Lazarus is great. GTK2 on Linux, win32/64 on Windows, WINCE on euh, Wince. It even uses Carbon on Mac (working on COCOA). Also easy to sell to your boss (the code is Delphi compatible)
How about Python using Qt or Wx and then using PythonToExe to make a 'distributable'
Thought will have to giving to the development to ensure that no native functionality is used (i.e. registry etc.) Also things like line breaks in text files will have different escape characters so will need to be handled
Which OS's do you have in mind when you say cross-platform?
As Epaga correctly points out, native and cross-platform are mutually exclusive. You can either write multiple versions that run natively on multiple platforms, or you need to use some cross-platform framework.
In the case of the cross-platform framework approach, there will always be extra installs required. For example, many here suggest using Python and one of its frameworks. This would necessitate instructing people to install python - and potentially the framework - first.
If you are aiming at Windows and OS X (and are prepared to experiment with alpha-release code for Linux if support for that OS is required), I'd highly recommend you take a look at using Adobe AIR for cross-platform GUI applications.

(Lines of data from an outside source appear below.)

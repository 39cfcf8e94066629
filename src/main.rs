//! Civic-Calendar main entry point
//!
//! This is the command-line interface for the town meeting calendar harvester.

use chrono::Datelike;
use civic_calendar::config::{load_config_with_hash, Config};
use civic_calendar::crawler::{
    month_label, month_starts, spawn_crawl, Coordinator, CrawlProgress, CrawlRequest, LogProgress,
    ProgressSink,
};
use civic_calendar::site::month_url;
use civic_calendar::storage::{lock, open_storage, shared, MemoryStorage, Storage};
use clap::Parser;
use std::path::{Path, PathBuf};
use std::sync::Arc;
use tracing_subscriber::EnvFilter;

/// Civic-Calendar: a town meeting calendar harvester
///
/// Civic-Calendar walks the town website's monthly calendar pages, collects
/// the meetings listed there, enriches each from its detail page and stores
/// them without duplicates.
#[derive(Parser, Debug)]
#[command(name = "civic-calendar")]
#[command(version = "1.0.0")]
#[command(about = "A town meeting calendar harvester", long_about = None)]
struct Cli {
    /// Path to TOML configuration file
    #[arg(value_name = "CONFIG")]
    config: PathBuf,

    /// First day of the range, YYYY-MM-DD
    #[arg(long, value_name = "DATE", requires = "end")]
    start: Option<String>,

    /// Last day of the range (inclusive), YYYY-MM-DD
    #[arg(long, value_name = "DATE", requires = "start")]
    end: Option<String>,

    /// Increase logging verbosity (-v, -vv, -vvv)
    #[arg(short, long, action = clap::ArgAction::Count)]
    verbose: u8,

    /// Suppress non-error output
    #[arg(short, long, conflicts_with = "verbose")]
    quiet: bool,

    /// Crawl into a throwaway in-memory store instead of the database
    #[arg(long, conflicts_with_all = ["stats", "list", "clear"])]
    memory: bool,

    /// Validate config and show which listing pages would be fetched
    #[arg(long, conflicts_with_all = ["stats", "list", "clear"])]
    dry_run: bool,

    /// Show statistics from the database and exit
    #[arg(long, conflicts_with_all = ["dry_run", "list", "clear"])]
    stats: bool,

    /// Print stored entries (limited to --start/--end when given) and exit
    #[arg(long, conflicts_with_all = ["dry_run", "stats", "clear"])]
    list: bool,

    /// Remove every stored entry and exit
    #[arg(long, conflicts_with_all = ["dry_run", "stats", "list"])]
    clear: bool,
}

#[tokio::main]
async fn main() -> Result<(), Box<dyn std::error::Error>> {
    let cli = Cli::parse();

    // Setup logging based on verbosity
    setup_logging(cli.verbose, cli.quiet);

    // Load and validate configuration
    tracing::info!("Loading configuration from: {}", cli.config.display());
    let config = match load_config_with_hash(&cli.config) {
        Ok((cfg, hash)) => {
            tracing::info!("Configuration loaded successfully (hash: {})", hash);
            cfg
        }
        Err(e) => {
            tracing::error!("Failed to load configuration: {}", e);
            return Err(e.into());
        }
    };

    let request = match (&cli.start, &cli.end) {
        (Some(start), Some(end)) => Some(CrawlRequest::parse(start, end)?),
        _ => None,
    };

    // Handle different modes
    if cli.dry_run {
        handle_dry_run(&config, request)?;
    } else if cli.stats {
        handle_stats(&config)?;
    } else if cli.list {
        handle_list(&config, request)?;
    } else if cli.clear {
        handle_clear(&config)?;
    } else {
        let request = request.ok_or("--start and --end are required to crawl")?;
        if cli.memory {
            handle_crawl(&config, MemoryStorage::new(), request).await?;
        } else {
            let storage = open_storage(Path::new(&config.output.database_path))?;
            handle_crawl(&config, storage, request).await?;
        }
    }

    Ok(())
}

/// Sets up the logging/tracing subscriber based on verbosity level
fn setup_logging(verbose: u8, quiet: bool) {
    let filter = if quiet {
        // Only show errors
        EnvFilter::new("error")
    } else {
        match verbose {
            0 => EnvFilter::new("civic_calendar=info,warn"),
            1 => EnvFilter::new("civic_calendar=debug,info"),
            2 => EnvFilter::new("civic_calendar=trace,debug"),
            _ => EnvFilter::new("trace"),
        }
    };

    tracing_subscriber::fmt()
        .with_env_filter(filter)
        .with_target(false)
        .with_thread_ids(false)
        .with_file(false)
        .init();
}

/// Handles the --dry-run mode: validates config and shows what would be crawled
fn handle_dry_run(
    config: &Config,
    request: Option<CrawlRequest>,
) -> Result<(), Box<dyn std::error::Error>> {
    println!("=== Civic-Calendar Dry Run ===\n");

    println!("Site:");
    println!("  Base URL: {}", config.site.base_url);
    println!("  Calendar path: {}", config.site.calendar_path);

    println!("\nFetcher:");
    println!("  Request timeout: {}s", config.fetcher.request_timeout);
    println!("  Max redirects: {}", config.fetcher.max_redirects);
    println!("  Polite delay: {}ms", config.fetcher.polite_delay);
    println!("  Max retries: {}", config.fetcher.max_retries);

    println!("\nOutput:");
    println!("  Database: {}", config.output.database_path);

    println!("\n✓ Configuration is valid");

    if let Some(request) = request {
        let months = month_starts(request.start, request.end);
        println!(
            "✓ Would crawl {} month(s) from {} to {}:",
            months.len(),
            request.start,
            request.end
        );
        for month in months {
            let url = month_url(&config.site, month.year(), month.month())?;
            println!("  - {}: {}", month_label(month), url);
        }
    }

    Ok(())
}

/// Handles the --stats mode: shows statistics from the database
fn handle_stats(config: &Config) -> Result<(), Box<dyn std::error::Error>> {
    use civic_calendar::output::{load_statistics, print_statistics};

    println!("Database: {}\n", config.output.database_path);

    // Open the database
    let storage = open_storage(Path::new(&config.output.database_path))?;

    // Load statistics
    let stats = load_statistics(&storage)?;

    // Print statistics
    print_statistics(&stats);

    Ok(())
}

/// Handles the --list mode: prints stored entries
fn handle_list(
    config: &Config,
    request: Option<CrawlRequest>,
) -> Result<(), Box<dyn std::error::Error>> {
    use civic_calendar::output::{load_entries, print_entries};

    let storage = open_storage(Path::new(&config.output.database_path))?;
    let range = request.map(|r| (r.start, r.end));
    let entries = load_entries(&storage, range)?;

    print_entries(&entries)?;

    Ok(())
}

/// Handles the --clear mode: removes all entries
fn handle_clear(config: &Config) -> Result<(), Box<dyn std::error::Error>> {
    let mut storage = open_storage(Path::new(&config.output.database_path))?;
    let removed = storage.get_entry_count()?;
    storage.clear_all_entries()?;

    println!("✓ Removed {} entries from {}", removed, config.output.database_path);

    Ok(())
}

/// Handles the main crawl operation
///
/// The crawl runs on a detached task; this waits for it while relaying its
/// progress updates to the log.
async fn handle_crawl<S>(
    config: &Config,
    storage: S,
    request: CrawlRequest,
) -> Result<(), Box<dyn std::error::Error>>
where
    S: Storage + Send + 'static,
{
    let storage = shared(storage);
    let coordinator = Arc::new(Coordinator::new(config, Arc::clone(&storage))?);

    let (tx, mut rx) = tokio::sync::mpsc::unbounded_channel::<CrawlProgress>();
    let handle = spawn_crawl(coordinator, request, Arc::new(tx));

    // The channel closes once the crawl task drops its sender
    while let Some(progress) = rx.recv().await {
        LogProgress.report(&progress);
    }

    let summary = handle.await?;
    let stored = lock(&storage)?.get_entry_count()?;

    println!(
        "✓ Crawled {} month(s), {} new entries ({} stored in total)",
        summary.months_visited, summary.total_entries, stored
    );
    if !summary.failed_months.is_empty() {
        println!("✗ Failed months: {}", summary.failed_months.join(", "));
    }

    Ok(())
}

I agree with Georgi, Java is the way to go. With a bit of work, you can make your desktop application work as a Java applet too (so that users do not need to actively download anything at all). See http://www.geogebra.org as an example of an application with runs smoothly as a cross-platform Java application AND has a simple port to a web applet.
Two other advantages to using Java are:
They have extensive libraries for building the UI, including UI component builders.
The Java runtime framework is generally updated automatically for the user.
One disadvantage:
The version of Java installed on your end users computer may not be totally compatible with your application, requiring you to code to the lowest likely denominator.
Try RealBasic. Visual Basic-like syntax, targets Win32, OS X and Linux. I don't know any details about targetting Linux, but for any cross-platform development I've done between Win32 and OS X its been a dream.
http://www.realbasic.com
Edit: Generates native executables. There is a small cost - $100.
Have you looked at Qt?
Flash? It's installed pretty much everywhere.
If it "HAS" to be Desktop use Qt. Nothing beats it right now.
However personally I gave up on desktop and any UI based project I do is normally Browser/Server based. You can easily write a little custom server that listens to some port so the program can run locally with no need for your users to install Apache or have access to the net. I have a small Lua, Python and C++ framework I made for that purpose (Want to add Javascript for the backend with V8 :)
If you're going to look at Qt and WxWidgets, don't forget to also check out GTK+ !
I agree with David Wees and Georgi,
Java is cross-platformness par excellence. You literally write once and run everywhere. With no need of compiling your code for each target OS or bitness, no worries about linking against anything, etc.
Only thing is, as you pointed out, that a JRE must be installed, but it's quick and straightforward to do even for novice end-users (it's a matter of clicking "Next>" a few times in the installer).
And with Java Web Start deployment gets even easier: the user just clicks the launch button on a webpage and the application runs (if the proper JVM is installed according to what specified in the JNLP descriptor) or the user gets redirected to the Java download page (if no suitable JVM is found).